(Items from a dataset)

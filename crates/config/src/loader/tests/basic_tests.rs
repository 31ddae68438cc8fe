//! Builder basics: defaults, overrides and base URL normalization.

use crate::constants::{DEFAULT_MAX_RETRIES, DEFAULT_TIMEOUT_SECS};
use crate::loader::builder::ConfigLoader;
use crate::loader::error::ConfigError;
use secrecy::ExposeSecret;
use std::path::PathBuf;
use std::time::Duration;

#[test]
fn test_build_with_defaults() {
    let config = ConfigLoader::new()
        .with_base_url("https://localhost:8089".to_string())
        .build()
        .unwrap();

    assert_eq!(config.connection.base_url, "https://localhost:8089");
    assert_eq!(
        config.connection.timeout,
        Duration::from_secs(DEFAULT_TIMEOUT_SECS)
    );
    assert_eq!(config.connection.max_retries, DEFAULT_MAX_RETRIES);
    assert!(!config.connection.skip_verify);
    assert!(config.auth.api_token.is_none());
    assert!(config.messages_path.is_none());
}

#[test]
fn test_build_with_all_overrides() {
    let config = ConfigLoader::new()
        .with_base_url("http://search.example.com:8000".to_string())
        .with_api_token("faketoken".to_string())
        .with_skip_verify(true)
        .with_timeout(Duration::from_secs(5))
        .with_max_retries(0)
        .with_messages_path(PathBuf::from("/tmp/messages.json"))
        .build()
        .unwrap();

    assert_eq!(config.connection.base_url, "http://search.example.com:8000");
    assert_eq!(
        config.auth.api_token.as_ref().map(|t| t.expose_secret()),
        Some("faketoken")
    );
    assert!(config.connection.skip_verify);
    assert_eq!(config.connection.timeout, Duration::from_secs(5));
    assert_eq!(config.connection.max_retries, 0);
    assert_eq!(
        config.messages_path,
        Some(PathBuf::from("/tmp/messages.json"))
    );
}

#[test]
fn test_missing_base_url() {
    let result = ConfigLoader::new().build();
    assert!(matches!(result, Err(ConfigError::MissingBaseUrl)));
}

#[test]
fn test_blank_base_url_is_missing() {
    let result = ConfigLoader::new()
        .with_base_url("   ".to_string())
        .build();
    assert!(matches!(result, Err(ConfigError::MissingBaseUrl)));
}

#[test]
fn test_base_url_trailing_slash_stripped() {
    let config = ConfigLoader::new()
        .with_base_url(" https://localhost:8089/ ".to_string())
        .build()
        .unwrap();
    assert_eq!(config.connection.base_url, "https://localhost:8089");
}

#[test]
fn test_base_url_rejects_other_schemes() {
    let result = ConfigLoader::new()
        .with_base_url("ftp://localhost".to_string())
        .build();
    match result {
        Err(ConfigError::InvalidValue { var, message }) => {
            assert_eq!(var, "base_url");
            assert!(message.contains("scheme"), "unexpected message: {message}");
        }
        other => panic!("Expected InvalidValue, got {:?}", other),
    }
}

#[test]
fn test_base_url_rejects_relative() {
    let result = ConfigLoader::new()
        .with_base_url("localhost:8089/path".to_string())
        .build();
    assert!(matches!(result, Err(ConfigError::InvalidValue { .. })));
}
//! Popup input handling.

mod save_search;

• [Exercise brief] From the records above, copy each line in which the string "Duration" occurs.

• [Written response]
use std::time::Duration;
        Duration::from_secs(DEFAULT_TIMEOUT_SECS)
        .with_timeout(Duration::from_secs(5))
    assert_eq!(config.connection.timeout, Duration::from_secs(5));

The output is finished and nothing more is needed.